In the first case, the redirection URL is part of the Location HTTP response
header, and in the second cookie setting case, the cookie name/value is part of
the Set-Cookie HTTP response header.
The essence of the attack is injecting CRs and LFs in such manner that a second
HTTP message is formed where a single one was planned for by the application.
CRLF injection is a method used for several other attacks which change the data
of the single HTTP response send by the application (e.g. [2]), but in this case,
the role of the CRLFs is slightly different - it is meant to terminate the first
(planned) HTTP response message, and form another (totally crafted by the
attacked, and totally unplanned by the application) HTTP response message
(hence the name of the attack).
This injection is possible if the application (that runs on top of the web server)

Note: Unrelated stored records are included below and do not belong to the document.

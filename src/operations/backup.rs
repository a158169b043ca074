//! Timestamped backups under the vault backup folder.
//!
//! `Notes/a.md` is copied to `<vault>/.backups/Notes/a.md.20240315093000.bak`.

use std::path::{Path, PathBuf};

use super::{OperationContext, OperationError};
use crate::utils::{timestamp_suffix, vault_relative};

/// Backup location for `path` at the current time
pub fn backup_path(ctx: &OperationContext, path: &Path) -> Result<PathBuf, OperationError> {
    let relative = vault_relative(ctx.vault_root(), path)
        .filter(|rel| !rel.is_empty())
        .ok_or_else(|| OperationError::OutsideVault(path.display().to_string()))?;
    Ok(ctx
        .config
        .backup_root()
        .join(format!("{}.{}.bak", relative, timestamp_suffix())))
}

/// Copy `path` aside when backups are enabled; returns where it went
pub async fn create_backup(
    ctx: &OperationContext,
    path: &Path,
) -> Result<Option<PathBuf>, OperationError> {
    if !ctx.options.create_backup {
        return Ok(None);
    }
    let destination = backup_path(ctx, path)?;
    ctx.fs.copy(path, &destination).await?;
    tracing::debug!(path = %path.display(), backup = %destination.display(), "Created backup");
    Ok(Some(destination))
}

#[cfg(test)]
mod tests {
    use super::*;
    use crate::operations::test_support::{context, write};
    use tempfile::tempdir;

    #[tokio::test]
    async fn test_backup_copies_file() {
        let dir = tempdir().unwrap();
        let root = dir.path();
        write(root, "Notes/a.md", "original");
        let ctx = context(root);

        let backup = create_backup(&ctx, &root.join("Notes/a.md"))
            .await
            .unwrap()
            .unwrap();

        assert!(backup.starts_with(root.join(".backups/Notes")));
        let name = backup.file_name().unwrap().to_string_lossy().to_string();
        assert!(name.starts_with("a.md.") && name.ends_with(".bak"));
        assert_eq!(std::fs::read_to_string(&backup).unwrap(), "original");
    }

    #[tokio::test]
    async fn test_backup_disabled() {
        let dir = tempdir().unwrap();
        let root = dir.path();
        write(root, "a.md", "x");
        let mut ctx = context(root);
        ctx.options.create_backup = false;

        assert_eq!(create_backup(&ctx, &root.join("a.md")).await.unwrap(), None);
        assert!(!root.join(".backups").exists());
    }
}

embeds un-validated user data in a redirection, cookie setting, or any other
manner that eventually causes user data to become part of the HTTP response
headers.
With HTTP Response Splitting, it is possible to mount various kinds of attacks:
- Cross-site Scripting (XSS): Until now, it has been impossible to mount
XSS attacks on sites through a redirection script when the clients use IE
unless all the location headers can be controlled. This attack makes it
possible.
- Web Cache Poisoning (defacement): This is a new attack. The attacker
simply forces the target (i.e. a cache server of some sort - the attack was
verified on Squid 2.4, NetCache 5.2, Apache Proxy 2.0 and few other
cache servers) to cache the second response in response to the second
request. An example is to send a second request to
"http://web.site/index.html", and force the target (cache server) to cache the
second response that is fully controlled by the attacker. This is effectively a
defacement of the web site, at least as experienced by other clients, who
use the same cache server. Of course, in addition to defacement, an
attacker can steal session cookies, or "fix" them to a predetermined value.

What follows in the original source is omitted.